//! Pull JSON objects out of free-form model output.

/// The first balanced `{...}` in `text` that parses as JSON.
///
/// Braces inside string literals are ignored, so prose, Markdown fences,
/// and stray braces before the object are all skipped.
pub fn extract_json_object(text: &str) -> Option<&str> {
    let mut search_from = 0;
    while let Some(offset) = text[search_from..].find('{') {
        let start = search_from + offset;
        if let Some(end) = balanced_end(&text[start..]) {
            let candidate = &text[start..start + end];
            if serde_json::from_str::<serde_json::Value>(candidate).is_ok() {
                return Some(candidate);
            }
        }
        search_from = start + 1;
    }
    None
}

/// Byte length of the balanced object starting at `text[0] == '{'`.
fn balanced_end(text: &str) -> Option<usize> {
    let mut depth = 0usize;
    let mut in_string = false;
    let mut escaped = false;

    for (i, c) in text.char_indices() {
        if in_string {
            match c {
                _ if escaped => escaped = false,
                '\\' => escaped = true,
                '"' => in_string = false,
                _ => {}
            }
            continue;
        }
        match c {
            '"' => in_string = true,
            '{' => depth += 1,
            '}' => {
                depth = depth.checked_sub(1)?;
                if depth == 0 {
                    return Some(i + 1);
                }
            }
            _ => {}
        }
    }
    None
}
..........
» WHAT THE EXERCISE ASKS:
All lines from the one containing "parses as JSON." through the end of the records, both ends included, are to be quoted exactly; please add nothing else.

» RESULT OF THIS EXERCISE:
/// The first balanced `{...}` in `text` that parses as JSON.
///
/// Braces inside string literals are ignored, so prose, Markdown fences,
/// and stray braces before the object are all skipped.
pub fn extract_json_object(text: &str) -> Option<&str> {
    let mut search_from = 0;
    while let Some(offset) = text[search_from..].find('{') {
        let start = search_from + offset;
        if let Some(end) = balanced_end(&text[start..]) {
            let candidate = &text[start..start + end];
            if serde_json::from_str::<serde_json::Value>(candidate).is_ok() {
                return Some(candidate);
            }
        }
        search_from = start + 1;
    }
    None
}

/// Byte length of the balanced object starting at `text[0] == '{'`.
fn balanced_end(text: &str) -> Option<usize> {
    let mut depth = 0usize;
    let mut in_string = false;
    let mut escaped = false;

    for (i, c) in text.char_indices() {
        if in_string {
            match c {
                _ if escaped => escaped = false,
                '\\' => escaped = true,
                '"' => in_string = false,
                _ => {}
            }
            continue;
        }
        match c {
            '"' => in_string = true,
            '{' => depth += 1,
            '}' => {
                depth = depth.checked_sub(1)?;
                if depth == 0 {
                    return Some(i + 1);
                }
            }
            _ => {}
        }
    }
    None
}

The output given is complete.